Led by the freewheeling exploits of star quarterback Trevone Boykin, TCU notched an important 41-20 victory over Big 12 rival Kansas State on Saturday. The win leaves both teams with 5-1 conference records and keeps the Horned Frogs' College Football Playoff hopes alive.

If nothing else, this season has proven the Horned Frogs belong in the Big 12. Head coach Gary Patterson said prior to the Kansas State game that this team is prepared for bigger and better things.

“Obviously proved to all of those people that said TCU couldn’t win in the Big 12,” he said, via Mac Engel of the Fort Worth Star-Telegram. "There is still a lot of work to do. We are just touching the iceberg. I told you guys that — 'bout like when I told you someday we'd go to a BCS bowl. You kinda looked at me strange."

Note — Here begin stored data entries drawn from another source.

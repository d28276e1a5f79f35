//! # TUI Components
//!
//! ## Stateless Components (Props-Based Rendering)
//!
//! - `ProgressView`: gauge, current item and failure log for a
//!   `ProgressReporter` it borrows
//!
//! ## Stateful Components (Event-Driven)
//!
//! - `TextPrompt`: single-line input with a prefilled default
//! - `InterfaceListState` / `InterfaceList`: the interface checklist
//!
//! Each stateful component owns its state exclusively and changes it only in
//! `EventHandler::handle_event`. Nothing is shared between components; the
//! run loops in the parent module pass values in and read results out.
//!
//! ```text
//! components/
//! ├── mod.rs              (this file)
//! ├── text_prompt.rs      (directory / destination prompts)
//! ├── interface_list.rs   (multi-select checklist)
//! └── progress_view.rs    (generation progress)
//! ```

pub mod interface_list;
pub mod progress_view;
pub mod text_prompt;

pub use interface_list::{InterfaceList, InterfaceListState, ListEvent};
pub use progress_view::ProgressView;
pub use text_prompt::{PromptEvent, TextPrompt};
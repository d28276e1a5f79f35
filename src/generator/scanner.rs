//! # Interface Scanner
//!
//! Walks a Go source tree and collects `type Name interface { ... }`
//! declarations. This is a line scanner, not a Go parser: it recognizes
//! standalone declarations, generic ones (`type Repo[T any] interface {`)
//! and members of grouped `type ( ... )` blocks.
//!
//! Skipped while walking:
//! - hidden directories, `vendor/` and `testdata/`
//! - `_test.go` files
//! - files carrying the `Code generated ... DO NOT EDIT.` marker, so mocks
//!   written by a previous run are not rediscovered

use std::collections::BTreeMap;
use std::fs;
use std::io;
use std::path::{Path, PathBuf};
use std::sync::LazyLock;

use log::{debug, info, warn};
use regex::Regex;
use thiserror::Error;
use walkdir::{DirEntry, WalkDir};

static STANDALONE: LazyLock<Regex> = LazyLock::new(|| {
    Regex::new(r"^\s*type\s+([A-Za-z_][A-Za-z0-9_]*)(?:\[[^\]]*\])?\s+interface\s*\{")
        .expect("valid standalone interface regex")
});

static GROUP_START: LazyLock<Regex> =
    LazyLock::new(|| Regex::new(r"^\s*type\s*\(\s*$").expect("valid type group regex"));

static GROUP_MEMBER: LazyLock<Regex> = LazyLock::new(|| {
    Regex::new(r"^\s*([A-Za-z_][A-Za-z0-9_]*)(?:\[[^\]]*\])?\s+interface\s*\{")
        .expect("valid group member regex")
});

static GENERATED: LazyLock<Regex> = LazyLock::new(|| {
    Regex::new(r"(?m)^// Code generated .* DO NOT EDIT\.\r?$")
        .expect("valid generated marker regex")
});

const SKIPPED_DIRS: &[&str] = &["vendor", "testdata"];

#[derive(Debug, Error)]
pub enum ScanError {
    #[error("search directory {path} does not exist")]
    Missing { path: PathBuf },
    #[error("search path {path} is not a directory")]
    NotADirectory { path: PathBuf },
    #[error("cannot read search directory {path}: {source}")]
    Unreadable {
        path: PathBuf,
        #[source]
        source: io::Error,
    },
}

/// Finds interfaces under a root directory.
pub trait Scanner {
    /// Interface name -> source file. Fails if the root cannot be read.
    fn scan(&self, root: &Path) -> Result<BTreeMap<String, PathBuf>, ScanError>;
}

/// Scanner for Go source trees.
#[derive(Debug, Default, Clone, Copy)]
pub struct GoScanner;

impl Scanner for GoScanner {
    fn scan(&self, root: &Path) -> Result<BTreeMap<String, PathBuf>, ScanError> {
        let metadata = fs::metadata(root).map_err(|source| {
            if source.kind() == io::ErrorKind::NotFound {
                ScanError::Missing {
                    path: root.to_path_buf(),
                }
            } else {
                ScanError::Unreadable {
                    path: root.to_path_buf(),
                    source,
                }
            }
        })?;
        if !metadata.is_dir() {
            return Err(ScanError::NotADirectory {
                path: root.to_path_buf(),
            });
        }
        fs::read_dir(root).map_err(|source| ScanError::Unreadable {
            path: root.to_path_buf(),
            source,
        })?;

        let mut found: BTreeMap<String, PathBuf> = BTreeMap::new();
        let mut files_scanned = 0usize;

        let walker = WalkDir::new(root)
            .sort_by_file_name()
            .into_iter()
            .filter_entry(|e| e.depth() == 0 || !is_skipped_dir(e));

        for entry in walker {
            let entry = match entry {
                Ok(entry) => entry,
                Err(e) => {
                    warn!("Skipping unreadable entry: {}", e);
                    continue;
                }
            };
            if !entry.file_type().is_file() || !is_go_source(entry.path()) {
                continue;
            }

            let contents = match fs::read_to_string(entry.path()) {
                Ok(contents) => contents,
                Err(e) => {
                    warn!("Skipping {}: {}", entry.path().display(), e);
                    continue;
                }
            };
            if GENERATED.is_match(&contents) {
                debug!("Skipping generated file {}", entry.path().display());
                continue;
            }

            files_scanned += 1;
            for name in interface_names(&contents) {
                if let Some(existing) = found.get(&name) {
                    warn!(
                        "Interface {} in {} shadowed by earlier declaration in {}",
                        name,
                        entry.path().display(),
                        existing.display()
                    );
                    continue;
                }
                found.insert(name, entry.path().to_path_buf());
            }
        }

        info!(
            "Scanned {} Go files under {}, found {} interfaces",
            files_scanned,
            root.display(),
            found.len()
        );
        Ok(found)
    }
}

fn is_skipped_dir(entry: &DirEntry) -> bool {
    if !entry.file_type().is_dir() {
        return false;
    }
    let name = entry.file_name().to_string_lossy();
    name.starts_with('.') || SKIPPED_DIRS.contains(&name.as_ref())
}

fn is_go_source(path: &Path) -> bool {
    let Some(name) = path.file_name().and_then(|n| n.to_str()) else {
        return false;
    };
    name.ends_with(".go") && !name.ends_with("_test.go")
}

/// Interface names declared at package level in one Go source file, in
/// declaration order.
///
/// Only depth 0 counts: interface types nested in structs, declared inside
/// function bodies, or sitting in comments and string literals are ignored.
/// Members of a `type ( ... )` group are accepted at depth 1 of the group.
pub fn interface_names(source: &str) -> Vec<String> {
    let mut names = Vec::new();
    let mut lexer = LineLexer::default();
    let mut depth = 0usize;
    let mut in_group = false;

    for raw in source.lines() {
        let line = lexer.code(raw);

        if in_group && depth == 1 {
            if let Some(caps) = GROUP_MEMBER.captures(&line) {
                names.push(caps[1].to_string());
            }
        } else if depth == 0 {
            if GROUP_START.is_match(&line) {
                in_group = true;
            } else if let Some(caps) = STANDALONE.captures(&line) {
                names.push(caps[1].to_string());
            }
        }

        for c in line.chars() {
            match c {
                '{' | '(' | '[' => depth += 1,
                '}' | ')' | ']' => depth = depth.saturating_sub(1),
                _ => {}
            }
        }
        if depth == 0 {
            in_group = false;
        }
    }

    names
}

/// Strips comments and literal contents from Go source, one line at a time.
/// Block comments and raw strings may span lines.
#[derive(Debug, Default)]
struct LineLexer {
    in_block_comment: bool,
    in_raw_string: bool,
}

impl LineLexer {
    /// The code on `line`, with comments removed and literals emptied.
    fn code(&mut self, line: &str) -> String {
        let mut out = String::with_capacity(line.len());
        let mut chars = line.chars().peekable();

        while let Some(c) = chars.next() {
            if self.in_block_comment {
                if c == '*' && chars.peek() == Some(&'/') {
                    chars.next();
                    self.in_block_comment = false;
                    out.push(' ');
                }
                continue;
            }
            if self.in_raw_string {
                if c == '`' {
                    self.in_raw_string = false;
                    out.push('`');
                }
                continue;
            }

            match c {
                '/' if chars.peek() == Some(&'/') => break,
                '/' if chars.peek() == Some(&'*') => {
                    chars.next();
                    self.in_block_comment = true;
                }
                '`' => {
                    self.in_raw_string = true;
                    out.push('`');
                }
                '"' | '\'' => {
                    out.push(c);
                    while let Some(next) = chars.next() {
                        if next == '\\' {
                            chars.next();
                        } else if next == c {
                            out.push(c);
                            break;
                        }
                    }
                }
                _ => out.push(c),
            }
        }
        out
    }
}
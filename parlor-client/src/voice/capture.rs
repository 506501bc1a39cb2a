//! Microphone capture and framing
//!
//! Capture devices deliver blocks of whatever size the driver likes.
//! [`FrameCapture`] turns them into exact 960-sample frames, carrying the
//! remainder over to the next block.

use std::sync::Arc;
use std::sync::atomic::{AtomicBool, Ordering};

use cpal::traits::{DeviceTrait, StreamTrait};
use cpal::{Device, FromSample, Sample, SampleFormat, Stream, StreamConfig};
use parlor_common::voice::{AudioFrame, FRAME_LEN, VOICE_SAMPLE_RATE, VoiceTarget};
use tokio::sync::mpsc;
use tracing::{debug, info};

use crate::error::VoiceError;

use super::platform::{find_input_device, pick_stream_format};

// =============================================================================
// Frame Capture
// =============================================================================

/// Re-blocks arbitrary sample blocks into [`AudioFrame`]s
#[derive(Debug)]
pub struct FrameCapture {
    carry: Vec<f32>,
    next_position: u64,
    target: VoiceTarget,
}

impl Default for FrameCapture {
    fn default() -> Self {
        Self::new()
    }
}

impl FrameCapture {
    pub fn new() -> Self {
        Self {
            carry: Vec::with_capacity(FRAME_LEN),
            next_position: 0,
            target: VoiceTarget::default(),
        }
    }

    /// Append a block and return every frame it completes, oldest first
    ///
    /// Positions increase by one per emitted frame. An empty block changes
    /// nothing.
    pub fn push(&mut self, block: &[f32]) -> Vec<AudioFrame> {
        if block.is_empty() {
            return Vec::new();
        }

        let mut frames = Vec::with_capacity((self.carry.len() + block.len()) / FRAME_LEN);
        let mut rest = block;

        if !self.carry.is_empty() {
            let needed = FRAME_LEN - self.carry.len();
            if rest.len() < needed {
                self.carry.extend_from_slice(rest);
                return frames;
            }
            let (head, tail) = rest.split_at(needed);
            self.carry.extend_from_slice(head);
            let samples = std::mem::replace(&mut self.carry, Vec::with_capacity(FRAME_LEN));
            frames.push(self.frame(samples));
            rest = tail;
        }

        let mut chunks = rest.chunks_exact(FRAME_LEN);
        for chunk in &mut chunks {
            frames.push(self.frame(chunk.to_vec()));
        }
        self.carry.extend_from_slice(chunks.remainder());
        frames
    }

    fn frame(&mut self, samples: Vec<f32>) -> AudioFrame {
        let position = self.next_position;
        self.next_position += 1;
        match AudioFrame::new(samples, self.target, position) {
            Ok(frame) => frame,
            // Every caller hands over exactly FRAME_LEN samples
            Err(_) => AudioFrame::silence(self.target, position),
        }
    }

    /// Samples carried over, always fewer than one frame
    pub fn pending(&self) -> usize {
        self.carry.len()
    }

    /// Drop the carry-over; positions keep counting
    pub fn reset(&mut self) {
        self.carry.clear();
    }

    /// Target stamped on frames emitted from now on
    pub fn set_target(&mut self, target: VoiceTarget) {
        self.target = target;
    }

    pub fn next_position(&self) -> u64 {
        self.next_position
    }
}

// =============================================================================
// Microphone
// =============================================================================

/// Receivers fed by a [`MicrophoneSource`]
pub struct CaptureChannels {
    /// Mono f32 blocks as the driver delivers them
    pub blocks: mpsc::UnboundedReceiver<Vec<f32>>,
    /// Stream failures; the source is unusable after one
    pub errors: mpsc::UnboundedReceiver<String>,
}

/// Microphone capture through cpal, downmixed to mono at 48kHz
///
/// Not `Send`: create and keep it on the thread that runs the voice session.
pub struct MicrophoneSource {
    stream: Stream,
    active: Arc<AtomicBool>,
}

impl MicrophoneSource {
    /// Open an input device
    ///
    /// # Arguments
    /// * `device_name` - Device name, or empty string for system default
    pub fn open(device_name: &str) -> Result<(Self, CaptureChannels), VoiceError> {
        let device = find_input_device(device_name)
            .ok_or_else(|| VoiceError::Device("input device not found".into()))?;

        let configs: Vec<_> = device
            .supported_input_configs()
            .map_err(|e| VoiceError::Device(format!("failed to get supported configs: {}", e)))?
            .collect();
        let (channels, format) = pick_stream_format(&configs, VOICE_SAMPLE_RATE).ok_or_else(|| {
            VoiceError::Device(
                "input device doesn't support 48kHz (required for voice chat)".into(),
            )
        })?;

        let config = StreamConfig {
            channels,
            sample_rate: VOICE_SAMPLE_RATE,
            buffer_size: cpal::BufferSize::Default,
        };

        let active = Arc::new(AtomicBool::new(false));
        let (block_tx, blocks) = mpsc::unbounded_channel();
        let (error_tx, errors) = mpsc::unbounded_channel();
        let sinks = InputSinks {
            active: active.clone(),
            blocks: block_tx,
            errors: error_tx,
        };

        let stream = match format {
            SampleFormat::F32 => build_input_stream::<f32>(&device, &config, sinks),
            SampleFormat::I16 => build_input_stream::<i16>(&device, &config, sinks),
            SampleFormat::U16 => build_input_stream::<u16>(&device, &config, sinks),
            other => Err(VoiceError::Device(format!(
                "unsupported sample format: {:?}",
                other
            ))),
        }?;
        info!(channels, ?format, "microphone opened");

        Ok((Self { stream, active }, CaptureChannels { blocks, errors }))
    }

    pub fn start(&self) -> Result<(), VoiceError> {
        self.active.store(true, Ordering::SeqCst);
        self.stream
            .play()
            .map_err(|e| VoiceError::Device(format!("failed to start capture: {}", e)))
    }

    pub fn stop(&self) {
        self.active.store(false, Ordering::SeqCst);
        let _ = self.stream.pause();
        debug!("microphone stopped");
    }

    pub fn is_active(&self) -> bool {
        self.active.load(Ordering::SeqCst)
    }
}

struct InputSinks {
    active: Arc<AtomicBool>,
    blocks: mpsc::UnboundedSender<Vec<f32>>,
    errors: mpsc::UnboundedSender<String>,
}

/// Input stream that downmixes interleaved channels to mono
fn build_input_stream<T>(
    device: &Device,
    config: &StreamConfig,
    sinks: InputSinks,
) -> Result<Stream, VoiceError>
where
    T: Sample + cpal::SizedSample,
    f32: FromSample<T>,
{
    let channels = config.channels.max(1) as usize;
    let InputSinks {
        active,
        blocks,
        errors,
    } = sinks;

    device
        .build_input_stream(
            config,
            move |data: &[T], _: &cpal::InputCallbackInfo| {
                if !active.load(Ordering::SeqCst) {
                    return;
                }
                let block: Vec<f32> = data
                    .chunks_exact(channels)
                    .map(|frame| {
                        frame.iter().map(|s| f32::from_sample(*s)).sum::<f32>() / channels as f32
                    })
                    .collect();
                let _ = blocks.send(block);
            },
            move |err| {
                let _ = errors.send(format!("audio capture error: {}", err));
            },
            None,
        )
        .map_err(|e| VoiceError::Device(format!("failed to build input stream: {}", e)))
}

// =============================================================================
// Tests
// =============================================================================

#[cfg(test)]
mod tests {
    use super::*;

    #[test]
    fn test_blocks_reframed_with_carry() {
        let mut capture = FrameCapture::new();
        let input: Vec<f32> = (0..1100).map(|i| i as f32).collect();

        assert!(capture.push(&input[..500]).is_empty());
        assert_eq!(capture.pending(), 500);

        let frames = capture.push(&input[500..1000]);
        assert_eq!(frames.len(), 1);
        assert_eq!(frames[0].position, 0);
        assert_eq!(frames[0].samples(), &input[..960]);
        assert_eq!(capture.pending(), 40);

        assert!(capture.push(&input[1000..1100]).is_empty());
        assert_eq!(capture.pending(), 140);
    }

    #[test]
    fn test_frames_concatenate_to_truncated_input() {
        let mut capture = FrameCapture::new();
        let sizes = [1, 959, 2000, 0, 37, 960, 3, 1500];
        let total: usize = sizes.iter().sum();
        let input: Vec<f32> = (0..total).map(|i| i as f32).collect();

        let mut frames = Vec::new();
        let mut offset = 0;
        for size in sizes {
            frames.extend(capture.push(&input[offset..offset + size]));
            offset += size;
        }

        let positions: Vec<u64> = frames.iter().map(|f| f.position).collect();
        let expected: Vec<u64> = (0..frames.len() as u64).collect();
        assert_eq!(positions, expected);

        let joined: Vec<f32> = frames.iter().flat_map(|f| f.samples().to_vec()).collect();
        let whole = total / FRAME_LEN * FRAME_LEN;
        assert_eq!(joined, input[..whole]);
        assert_eq!(capture.pending(), total - whole);
    }

    #[test]
    fn test_reset_discards_carry() {
        let mut capture = FrameCapture::new();
        capture.push(&[0.5; 700]);
        capture.reset();
        assert_eq!(capture.pending(), 0);

        capture.set_target(VoiceTarget::Shout);
        let frames = capture.push(&[0.25; FRAME_LEN]);
        assert_eq!(frames.len(), 1);
        assert_eq!(frames[0].target, VoiceTarget::Shout);
        assert!(frames[0].samples().iter().all(|&s| s == 0.25));
        assert_eq!(capture.next_position(), 1);
    }
}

As the Big 12 is one of the better conferences in the nation, this bodes well for TCU's chances should it win out. This is a highly likely proposition, as the Horned Frogs' last three opponents—Texas, Kansas and Iowa State—have a combined 10-18 record this season.

The lack of a Big 12 title game could work against the Horned Frogs. It prevents them from another chance to prove their worth as one of the best teams in college football. On the other hand, winning the Big 12 title outright or on tiebreakers and getting a week off preserves their win-loss record, and other teams from the major conferences could slip up and push them through.

TCU's only loss on the season was a 61-58 thriller against Baylor, who is also 5-1 in Big 12 play. The Bears do own the head-to-head tiebreaker over TCU, which means the Horned Frogs will be hoping that Kansas State can come through and beat Baylor on Dec. 6. 

There is a chance the Horned Frogs could move into the College Football Playoff spot without necessarily winning the Big 12 title. TCU was ranked sixth in the College Football Playoff rankings coming into this week, while Baylor was 12th. 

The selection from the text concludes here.